The first chamber, and so the first tomb they see, belongs to a man with dark hair down to his shoulders, standing gracefully right in front of what they all suppose has to be his own sarcophagus, somehow remaining with half of him in the light that–purposefully, they'll realise soon, while trying to puzzle his identity in order to be allowed to keep going, for they know the only way to go is forward–slips through the richly decorated ceiling, while the other half of him remains in shadows.
The man's expression is truly inscrutable, left hand in the light, holding a magnificent sword with its blade tainted in some kind of shining blue liquid, that even being as solid as every other piece of marble around them, still seems to remain fluid. The sword points upwards, and the shadows that hide the other half of his body–splitting him from head to toe in a way that implies something unnatural helps to keep it so–would easily mislead anyone who could bother to not look as attentively as they have to into thinking that his other hand was passively lying by his side.

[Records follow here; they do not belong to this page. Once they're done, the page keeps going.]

//! Two-phase model removal: resolve dependents, confirm, then commit.
//!
//! A [`RemovalPlan`] moves `Resolving -> AwaitingConfirmation`, then either
//! `Aborted` or `Confirmed -> Committed`. Only a confirmed plan whose revision
//! still matches the policy may be committed.

use crate::core::dependency::{find_dependent_cubes, CubePruner, DependentCubes};
use crate::core::error::AppError;
use crate::core::policy::{Model, Policy};
use crate::core::types::{ConfirmationOutcome, ErrorCategory};
use serde::Serialize;

#[derive(Debug, Clone, Copy, PartialEq, Eq, Serialize)]
pub enum RemovalStage {
    Resolving,
    AwaitingConfirmation,
    Confirmed,
    Committed,
    Aborted,
}

#[derive(Debug, thiserror::Error)]
pub enum RemovalError {
    #[error("no transformation at position {position} (policy holds {len})")]
    OutOfRange { position: usize, len: usize },
    #[error("removal plan computed at revision {planned} but policy is at revision {current}")]
    StalePlan { planned: u64, current: u64 },
    #[error("removal plan is {stage:?}, expected {expected:?}")]
    UnexpectedStage {
        stage: RemovalStage,
        expected: RemovalStage,
    },
}

impl RemovalError {
    pub fn code(&self) -> &'static str {
        match self {
            RemovalError::OutOfRange { .. } => "WIZ-REMOVE-001",
            RemovalError::StalePlan { .. } => "WIZ-REMOVE-002",
            RemovalError::UnexpectedStage { .. } => "WIZ-REMOVE-003",
        }
    }
}

impl From<RemovalError> for AppError {
    fn from(err: RemovalError) -> Self {
        let mut error =
            AppError::new(ErrorCategory::ValidationError, err.to_string()).with_code(err.code());
        if let RemovalError::OutOfRange { position, len } = err {
            error.add_context("position", &position.to_string());
            error.add_context("len", &len.to_string());
        }
        error
    }
}

/// Target and dependents of a pending removal.
#[derive(Debug, Clone, Serialize)]
pub struct RemovalPlan {
    position: usize,
    model_name: String,
    dependents: DependentCubes,
    stage: RemovalStage,
}

impl RemovalPlan {
    /// Resolve the dependents of the transformation at `position`.
    pub fn resolve(policy: &Policy, position: usize) -> Result<Self, RemovalError> {
        let model = policy
            .transformation(position)
            .ok_or(RemovalError::OutOfRange {
                position,
                len: policy.transformations().len(),
            })?;
        let mut plan = RemovalPlan {
            position,
            model_name: model.name.clone(),
            dependents: DependentCubes::default(),
            stage: RemovalStage::Resolving,
        };
        let mut dependents = find_dependent_cubes(policy.cubes(), model);
        dependents.revision = policy.revision();
        plan.dependents = dependents;
        plan.stage = RemovalStage::AwaitingConfirmation;
        Ok(plan)
    }

    pub fn position(&self) -> usize {
        self.position
    }

    pub fn model_name(&self) -> &str {
        &self.model_name
    }

    pub fn dependents(&self) -> &DependentCubes {
        &self.dependents
    }

    pub fn stage(&self) -> RemovalStage {
        self.stage
    }

    /// Apply the user's answer. Has no effect outside `AwaitingConfirmation`.
    pub fn record(&mut self, outcome: ConfirmationOutcome) -> RemovalStage {
        if self.stage == RemovalStage::AwaitingConfirmation {
            self.stage = match outcome {
                ConfirmationOutcome::Confirmed => RemovalStage::Confirmed,
                ConfirmationOutcome::Cancelled => RemovalStage::Aborted,
            };
        }
        self.stage
    }

    /// Detach the model and prune its dependent cubes.
    pub(crate) fn commit(
        mut self,
        policy: &mut Policy,
        pruner: &dyn CubePruner,
    ) -> Result<RemovalReport, RemovalError> {
        if self.stage != RemovalStage::Confirmed {
            return Err(RemovalError::UnexpectedStage {
                stage: self.stage,
                expected: RemovalStage::Confirmed,
            });
        }
        if policy.revision() != self.dependents.revision {
            return Err(RemovalError::StalePlan {
                planned: self.dependents.revision,
                current: policy.revision(),
            });
        }
        let removed = policy
            .remove_transformation(self.position)
            .ok_or(RemovalError::OutOfRange {
                position: self.position,
                len: policy.transformations().len(),
            })?;
        policy.prune_cubes(pruner, &self.dependents.positions);
        self.stage = RemovalStage::Committed;
        Ok(RemovalReport {
            position: self.position,
            removed,
            pruned_cubes: self.dependents.names,
            pruned_positions: self.dependents.positions,
        })
    }
}

/// What a committed removal changed.
#[derive(Debug, Clone, PartialEq, Eq, Serialize)]
pub struct RemovalReport {
    pub position: usize,
    pub removed: Model,
    pub pruned_cubes: Vec<String>,
    pub pruned_positions: Vec<usize>,
}

#[derive(Debug, Clone, PartialEq, Eq, Serialize)]
pub enum RemovalOutcome {
    Removed(RemovalReport),
    Cancelled,
}

impl RemovalOutcome {
    pub fn is_removed(&self) -> bool {
        matches!(self, RemovalOutcome::Removed(_))
    }
}
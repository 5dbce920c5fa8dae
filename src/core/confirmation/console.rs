use crate::core::confirmation::{
    ConfirmRequest, ConfirmationModal, TranslationParams, Translator,
};
use crate::core::error::AppError;
use crate::core::types::{ConfirmationOutcome, ErrorCategory};
use async_trait::async_trait;
use std::io::{self, Write};
use std::sync::Arc;
use tokio::task::spawn_blocking;

/// Terminal rendition of the confirm modal. Prompts go to stderr so stdout
/// stays free for command output.
pub struct ConsoleModal {
    translator: Arc<dyn Translator>,
}

impl ConsoleModal {
    pub fn new(translator: Arc<dyn Translator>) -> Self {
        Self { translator }
    }
}

/// `None` at end of input.
async fn read_line_blocking() -> Result<Option<String>, AppError> {
    spawn_blocking(|| {
        let mut buffer = String::new();
        let read = io::stdin().read_line(&mut buffer).map_err(|err| {
            AppError::new(
                ErrorCategory::IoError,
                format!("failed to read stdin: {}", err),
            )
        })?;
        Ok(if read == 0 { None } else { Some(buffer) })
    })
    .await
    .map_err(|err| {
        AppError::new(
            ErrorCategory::InternalError,
            format!("console input task cancelled: {}", err),
        )
    })?
}

pub(crate) fn parse_answer(line: &str) -> Option<ConfirmationOutcome> {
    match line.trim().to_lowercase().as_str() {
        "yes" | "y" | "confirm" => Some(ConfirmationOutcome::Confirmed),
        "no" | "n" | "cancel" => Some(ConfirmationOutcome::Cancelled),
        _ => None,
    }
}

#[async_trait]
impl ConfirmationModal for ConsoleModal {
    async fn open_modal(&self, request: &ConfirmRequest) -> Result<ConfirmationOutcome, AppError> {
        let title = self
            .translator
            .instant(&request.title, &TranslationParams::new());
        eprintln!("{}", title);
        if !request.message.is_empty() {
            eprintln!("{}", request.message);
        }
        loop {
            eprint!("Proceed? (yes/no): ");
            io::stderr().flush().ok();
            let Some(line) = read_line_blocking().await? else {
                return Ok(ConfirmationOutcome::Cancelled);
            };
            match parse_answer(&line) {
                Some(outcome) => return Ok(outcome),
                None => eprintln!("Please respond with 'yes' or 'no'."),
            }
        }
    }
}
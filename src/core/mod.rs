pub mod config;
pub mod confirmation;
pub mod coordinator;
pub mod dependency;
pub mod error;
pub mod factory;
pub mod policy;
pub mod removal;
pub mod types;

pub use config::{ConfigLoader, ConfigValidator, ConfirmationSettings, WizardConfig};
pub use confirmation::{
    AutoConfirmModal, CatalogTranslator, ConfirmRequest, ConfirmationModal, ConfirmationWorkflow,
    ConsoleModal, TranslationParams, Translator,
};
pub use coordinator::ModelCoordinator;
pub use dependency::{find_dependent_cubes, CubePruner, DependentCubes, IndexPruner};
pub use error::{AppError, DefaultErrorReporter, ErrorReporter};
pub use factory::{CandidateModelFactory, ModelContext, ModelFactory};
pub use policy::{Cube, Dimension, Model, Policy};
pub use removal::{RemovalError, RemovalOutcome, RemovalPlan, RemovalReport, RemovalStage};
pub use types::*;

As the eldest sibling soon realises, though, the man's right hand is pointing downwards, yes, but isn't empty at all. The man is holding another sword, what seems upon closer inspection like a sheet of parchment wrinkled as the man holds the sword's pommel with it, as if he had been caught while reading it and hadn't been given the chance to let it go. Thus the parchment is somewhat wrapped around the sword's pommel, contents hidden both by the persistent shadows that cling to that side of the statue and the position the man is holding it in, as if was a mere wrapping for his sword's pommel. The blade, even in the shadows, seems to be dripping blood, so realistically that for a whole minute the children think it is, and fear that the statue will somehow come to life and end them right then and there.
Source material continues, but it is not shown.